THE KERMOND
3 GEN VARIETY SHOW
The Dunstan Playhouse. Adelaide Festival Centre. June 18-19 2014
Reviewed by Peter Wilkins
Warren, Alexander and Wayne Kermond |
Times change. Styles come. Styles
go but star talent never dies. It may lose its limber but The Kermond 3 Gen
Variety Show is living proof of enduring brightness and the power to light up
an audience’s life and bring a smile to their lips. 124 years of professional
show biz sparkles in the song and dance of father, Warren Kermond, son Wayne
Scott Kermond and grandson Alexander (Zan) Kermond. As their opening number
attests There’s No Business Like Show
Business and they should know. The remarkable 78 year old Warren comes from
two generations of theatre family, and he himself played the old Tivoli and
shared the stage with legendary comedian Roy Rene (Mo). Son Wayne shook the
hand of Sammy Davis Junior, who congratulated him on his dancing and said that
the business need cats like him. What chance did he have? And as for Zan, the
lithe and limber Tap Dog, well, his dye was cast from the time he was “ born in
a trunk.”
There is schmaltz and schmooze in
this showcase of song and dance with corny gags, some sleight of hand and
slapstick routines. For just over an hour and backed by a three piece band on
piano, double bass and drums father, son
and grandson strut their stuff with highlights from their years upon the stage
in a performance that revives the very best of vaudeville in an atmosphere of
family affection that swamps the audience with admiration, exhilaration and
sentiment. There is a sense of a fading art in their reminiscence, of the need
to preserve an entertainment that never sought to do more than delight and wipe
away the woes. Throughout the cavalcade of songs from Gerschwin (Crazy For You) to Hamlisch (Chorus Line); from Harnick and Bock (Fiddler On The Roof) to Bricusse and
Newley (Stop The World I Want To Get Off)

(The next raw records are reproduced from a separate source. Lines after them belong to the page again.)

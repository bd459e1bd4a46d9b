//! Registry node over a sled-backed store

use acctreg_auth::{
    export_genesis, init_genesis, Account, AccountKeeper, GenesisState, QueryServer,
};
use acctreg_core::{Address, RegistryConfig, RegistryError, RegistryResult};
use acctreg_state::{CacheStore, PersistentStateStore};
use std::path::PathBuf;
use tracing::info;

/// On-disk account registry
pub struct RegistryNode {
    config: RegistryConfig,
    store: PersistentStateStore,
    keeper: AccountKeeper,
}

impl RegistryNode {
    pub fn open(config: RegistryConfig) -> RegistryResult<Self> {
        let keeper = AccountKeeper::new(&config)?;
        let store = PersistentStateStore::open(&config.data_dir)?;
        info!(
            data_dir = %config.data_dir.display(),
            prefix = %config.bech32_prefix,
            "opened registry"
        );

        Ok(Self {
            config,
            store,
            keeper,
        })
    }

    pub fn config(&self) -> &RegistryConfig {
        &self.config
    }

    pub fn keeper(&self) -> &AccountKeeper {
        &self.keeper
    }

    pub fn store(&self) -> &PersistentStateStore {
        &self.store
    }

    pub fn query(&self) -> QueryServer<'_> {
        self.keeper.query_server()
    }

    /// Import `genesis`; nothing is written unless the whole import succeeds
    pub fn init_genesis(&self, genesis: &GenesisState) -> RegistryResult<()> {
        let tx = CacheStore::new(&self.store);
        init_genesis(&self.keeper, &tx, genesis)?;
        tx.write()
    }

    pub fn export_genesis(&self) -> RegistryResult<GenesisState> {
        export_genesis(&self.keeper, &self.store)
    }

    /// Create and store a fresh account at a text address
    pub fn create_account(&self, address: &str) -> RegistryResult<Account> {
        let bytes = self.keeper.address_codec().string_to_bytes(address)?;
        let address = Address::new(bytes)?;

        let tx = CacheStore::new(&self.store);
        if self.keeper.has_account(&tx, &address)? {
            return Err(RegistryError::InvalidArgument(format!(
                "account {} already exists",
                address
            )));
        }
        let account = self.keeper.new_account_with_address(&tx, address)?;
        self.keeper.set_account(&tx, &account)?;
        tx.write()?;

        info!(account = %account, "created account");
        Ok(account)
    }
}

/// Builder for `RegistryNode`
pub struct NodeBuilder {
    config: RegistryConfig,
}

impl NodeBuilder {
    pub fn new() -> Self {
        Self {
            config: RegistryConfig::default(),
        }
    }

    pub fn config(mut self, config: RegistryConfig) -> Self {
        self.config = config;
        self
    }

    pub fn data_dir(mut self, dir: impl Into<PathBuf>) -> Self {
        self.config.data_dir = dir.into();
        self
    }

    pub fn bech32_prefix(mut self, prefix: &str) -> Self {
        self.config.bech32_prefix = prefix.to_string();
        self
    }

    pub fn build(self) -> RegistryResult<RegistryNode> {
        RegistryNode::open(self.config)
    }
}

impl Default for NodeBuilder {
    fn default() -> Self {
        Self::new()
    }
}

the three Kermonds take the chiefly senior audience through a century of love
and pain, struggle and success, laughter and tears and the joy that a song and
dance man brings to the world.
Titanium hips cannot quell
Warren’s tap routines. Wayne’s forward and backward flips might take his breath
away for the higher registers of Kiss
Today Goodbye from Chorus Line
but he shows what he’s got with What Kind
of Fool Am I from Stop The World I
Want To Get Off. Zan, the youngest and the tallest of the three is able to
put on the Ritz as well as any and his time with Dean Perry’s Tap Dogs has made
him a full- fledged Candy Man along with his Dad and Pop.
Audiences who recognize the songs
will feel impelled to sing along or tap their feet to the beat. There is an
infectious joy to this show, and a sentimental tribute to the song and dance
and crazy banter and magic of the old days of Vaudeville. Musical Comedy, Tap
and Showbiz have been the lifeblood of three generations of the male members of
the Kermond Family. We don’t get to see the women who also played their part in
a dynasty of song and dance. At the matinee performance before a house of
senior gen audiences, the transitions could have been slicker and the banter
quicker, but this did nothing to detract from the sheer thrill of seeing these
three top- notch hoofers tap their stuff and sell the songs the audience loved
to hear.
The Kermond 3 Gen Variety Show
is a feel-good tribute to far more than the shining talents of the three
performers. It is an accolade for the arts of Vaudeville and Variety and the
need for the Candy Man to be a part of our lives as he and she leave their footprints in the sands
of time.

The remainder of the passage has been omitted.